• _Try it_
For the records below, count the lines containing the word "computed" and reply with the number alone.

Stored data entries:
********
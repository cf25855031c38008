//! The epoch driver.
//!
//! Runs backups until the stop criterion holds, the horizon is reached, or
//! the time budget runs out. The last complete value function is kept at
//! every point, so a failing epoch never loses earlier work.

use std::path::PathBuf;

use pv_config::SolverParams;
use pv_math::SimplexOptions;
use serde::Serialize;
use thiserror::Error;

use crate::alpha::{save_alpha_file, AlphaIoError, AlphaList};
use crate::backup::{BackupEngine, BackupError, BackupSettings, BackupStats, Budget};
use crate::log_event;
use crate::logging::{event_names, LogContext, Stage};
use crate::model::{ModelError, ObservationSupport, PomdpModel};
use crate::policy_graph::{PolicyGraph, PolicyGraphError};
use crate::prune::{PruneSettings, PruneStats, Pruner};
use crate::region::{RegionError, RegionOracle, RegionStats};
use crate::stop::{check_convergence, StopSettings};

#[derive(Debug, Error)]
pub enum SolveError {
    #[error(transparent)]
    Model(#[from] ModelError),

    #[error(transparent)]
    Backup(#[from] BackupError),

    #[error(transparent)]
    Region(#[from] RegionError),

    #[error(transparent)]
    AlphaIo(#[from] AlphaIoError),

    #[error(transparent)]
    PolicyGraph(#[from] PolicyGraphError),

    #[error("initial value function has {found} components, model has {expected} states")]
    InitialDimension { expected: usize, found: usize },
}

impl From<SolveError> for pv_common::Error {
    fn from(err: SolveError) -> Self {
        match err {
            SolveError::Model(e) => e.into(),
            SolveError::Backup(e) => e.into(),
            SolveError::Region(e) => e.into(),
            SolveError::AlphaIo(e) => e.into(),
            SolveError::PolicyGraph(e) => e.into(),
            SolveError::InitialDimension { expected, found } => {
                pv_common::Error::DimensionMismatch { expected, found }
            }
        }
    }
}

/// A failed solve, with the last value function that was fully computed.
#[derive(Debug)]
pub struct SolveFailure {
    pub error: SolveError,
    pub last_complete: AlphaList,
    pub epochs: usize,
}

impl std::fmt::Display for SolveFailure {
    fn fmt(&self, f: &mut std::fmt::Formatter<'_>) -> std::fmt::Result {
        write!(f, "epoch {}: {}", self.epochs + 1, self.error)
    }
}

impl std::error::Error for SolveFailure {
    fn source(&self) -> Option<&(dyn std::error::Error + 'static)> {
        Some(&self.error)
    }
}

impl From<SolveFailure> for pv_common::Error {
    fn from(failure: SolveFailure) -> Self {
        failure.error.into()
    }
}

#[derive(Debug, Clone, Copy, PartialEq, Eq, Serialize)]
#[serde(rename_all = "snake_case")]
pub enum StopReason {
    Converged,
    HorizonReached,
    TimeLimit,
}

impl std::fmt::Display for StopReason {
    fn fmt(&self, f: &mut std::fmt::Formatter<'_>) -> std::fmt::Result {
        match self {
            StopReason::Converged => write!(f, "converged"),
            StopReason::HorizonReached => write!(f, "horizon_reached"),
            StopReason::TimeLimit => write!(f, "time_limit"),
        }
    }
}

/// Per-epoch record kept for the run summary.
#[derive(Debug, Clone, PartialEq, Serialize)]
pub struct EpochSummary {
    pub epoch: usize,
    pub size: usize,
    pub elapsed_secs: f64,
    #[serde(skip_serializing_if = "Option::is_none")]
    pub residual: Option<f64>,
    pub backup: BackupStats,
}

#[derive(Debug)]
pub struct SolveOutcome {
    /// Final value function on the model's own reward scale.
    pub value_function: AlphaList,
    /// Final value function as computed, before rescaling.
    pub current: AlphaList,
    /// The value function one epoch earlier.
    pub previous: AlphaList,
    pub policy_graph: PolicyGraph,
    pub epochs: usize,
    pub stop_reason: StopReason,
    pub residual: Option<f64>,
    pub elapsed_secs: f64,
    pub epoch_log: Vec<EpochSummary>,
    pub region_stats: RegionStats,
    pub prune_stats: PruneStats,
}

pub struct Solver<'m> {
    model: &'m dyn PomdpModel,
    params: SolverParams,
    ctx: LogContext,
}

impl<'m> Solver<'m> {
    pub fn new(model: &'m dyn PomdpModel, params: SolverParams, ctx: LogContext) -> Self {
        Solver { model, params, ctx }
    }

    pub fn params(&self) -> &SolverParams {
        &self.params
    }

    /// Region oracle configured from the solver parameters.
    pub fn build_oracle(params: &SolverParams, ctx: LogContext) -> RegionOracle {
        let options = SimplexOptions::default()
            .with_tolerance(params.lp_epsilon)
            .with_max_iterations(params.lp_max_iterations);
        RegionOracle::new(
            params.lp_engine.build(options),
            params.region_lp,
            params.sparse_epsilon,
            ctx,
        )
    }

    fn epoch_file(&self, epoch: usize) -> PathBuf {
        PathBuf::from(format!("{}-{}.alpha", self.params.prefix, epoch))
    }

    fn fail(&self, error: SolveError, last_complete: AlphaList, epochs: usize) -> SolveFailure {
        log_event!(
            self.ctx,
            ERROR,
            event_names::SOLVE_FAILED,
            Stage::Backup,
            "solve failed",
            epoch = (epochs + 1) as u64,
            error = %error
        );
        SolveFailure {
            error,
            last_complete,
            epochs,
        }
    }

    /// Run value iteration from `initial`, or from a single zero vector.
    pub fn solve(&self, initial: Option<AlphaList>) -> Result<SolveOutcome, SolveFailure> {
        let model = self.model;
        let params = &self.params;
        let num_states = model.num_states();
        let num_obs = model.num_observations();
        let discount = model.discount();

        let mut current = initial.unwrap_or_else(|| AlphaList::zero(num_states, 0));
        current.clear_provenance();
        current.renumber();
        let mismatched = current.iter().map(|n| n.alpha.len()).find(|&l| l != num_states);
        if let Some(found) = mismatched {
            let err = SolveError::InitialDimension {
                expected: num_states,
                found,
            };
            return Err(self.fail(err, current, 0));
        }

        let support = match ObservationSupport::compute(model, params.impossible_obs_epsilon) {
            Ok(s) => s,
            Err(e) => return Err(self.fail(e.into(), current, 0)),
        };

        let oracle = Self::build_oracle(params, self.ctx.clone());
        let mut pruner = Pruner::new(
            oracle,
            PruneSettings::from_params(params),
            params.rand_seed,
            self.ctx.clone(),
        );
        let engine = BackupEngine::new(BackupSettings::from_params(params), self.ctx.clone());
        let stop = StopSettings::from_params(params);
        let budget = Budget::new(params.max_secs);

        log_event!(
            self.ctx,
            INFO,
            event_names::SOLVE_STARTED,
            Stage::Init,
            "value iteration started",
            states = num_states as u64,
            actions = model.num_actions() as u64,
            observations = num_obs as u64,
            method = %params.method,
            stop = %params.stop_criteria,
            initial_size = current.len() as u64
        );

        let mut previous: Option<AlphaList> = None;
        let mut epochs = 0usize;
        let mut residual = None;
        let mut epoch_log = Vec::new();

        let stop_reason = loop {
            if params.horizon.is_some_and(|h| epochs >= h) {
                break StopReason::HorizonReached;
            }
            if budget.exhausted() {
                break StopReason::TimeLimit;
            }
            log_event!(
                self.ctx,
                DEBUG,
                event_names::EPOCH_STARTED,
                Stage::Backup,
                "epoch started",
                epoch = (epochs + 1) as u64,
                prev_size = current.len() as u64
            );

            let (mut next, stats) =
                match engine.backup(model, &support, &current, &mut pruner, &budget) {
                    Ok(result) => result,
                    Err(BackupError::Interrupted) => {
                        log_event!(
                            self.ctx,
                            WARN,
                            event_names::EPOCH_INTERRUPTED,
                            Stage::Backup,
                            "time budget exhausted; discarding partial epoch",
                            epoch = (epochs + 1) as u64
                        );
                        break StopReason::TimeLimit;
                    }
                    Err(e) => return Err(self.fail(e.into(), current, epochs)),
                };
            next.renumber();
            epochs += 1;

            if params.save_all {
                let path = self.epoch_file(epochs);
                let scaled = next.scaled(model.reward_adjustment().value_scale_factor(epochs, discount));
                if let Err(e) = save_alpha_file(&scaled, &path, params.alpha_precision) {
                    return Err(self.fail(e.into(), next, epochs));
                }
                log_event!(
                    self.ctx,
                    DEBUG,
                    event_names::ALPHA_WRITTEN,
                    Stage::Io,
                    "epoch value function written",
                    epoch = epochs as u64,
                    path = %path.display()
                );
            }

            let converged = if params.horizon.is_none() {
                match check_convergence(&stop, &mut pruner.oracle, &current, &next) {
                    Ok(check) => {
                        residual = check.residual;
                        check.converged
                    }
                    Err(e) => return Err(self.fail(e.into(), next, epochs)),
                }
            } else {
                false
            };

            let elapsed_secs = budget.elapsed().as_secs_f64();
            log_event!(
                self.ctx,
                INFO,
                event_names::EPOCH_FINISHED,
                Stage::Backup,
                "epoch finished",
                epoch = epochs as u64,
                size = next.len() as u64,
                elapsed_secs = elapsed_secs,
                residual = residual.unwrap_or(f64::NAN),
                max_intermediate = stats.max_intermediate as u64
            );
            epoch_log.push(EpochSummary {
                epoch: epochs,
                size: next.len(),
                elapsed_secs,
                residual,
                backup: stats,
            });

            previous = Some(std::mem::replace(&mut current, next));
            if converged {
                break StopReason::Converged;
            }
        };

        let mut policy_graph = {
            let prev = previous.as_ref().unwrap_or(&current);
            match PolicyGraph::from_lists(&current, prev, num_obs) {
                Ok(pg) => pg,
                Err(e) => return Err(self.fail(e.into(), current, epochs)),
            }
        };
        let previous = previous.unwrap_or_else(|| current.clone());
        if stop_reason == StopReason::Converged {
            policy_graph.relink(&previous, &current, params.alpha_epsilon, &self.ctx);
        }

        let value_function =
            current.scaled(model.reward_adjustment().value_scale_factor(epochs, discount));
        let elapsed_secs = budget.elapsed().as_secs_f64();
        log_event!(
            self.ctx,
            INFO,
            event_names::SOLVE_FINISHED,
            Stage::Stop,
            "value iteration finished",
            epochs = epochs as u64,
            size = current.len() as u64,
            stop_reason = %stop_reason,
            elapsed_secs = elapsed_secs
        );

        Ok(SolveOutcome {
            value_function,
            current,
            previous,
            policy_graph,
            epochs,
            stop_reason,
            residual,
            elapsed_secs,
            epoch_log,
            region_stats: pruner.oracle.stats(),
            prune_stats: pruner.stats,
        })
    }
}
********
• _Result of the exercise_
2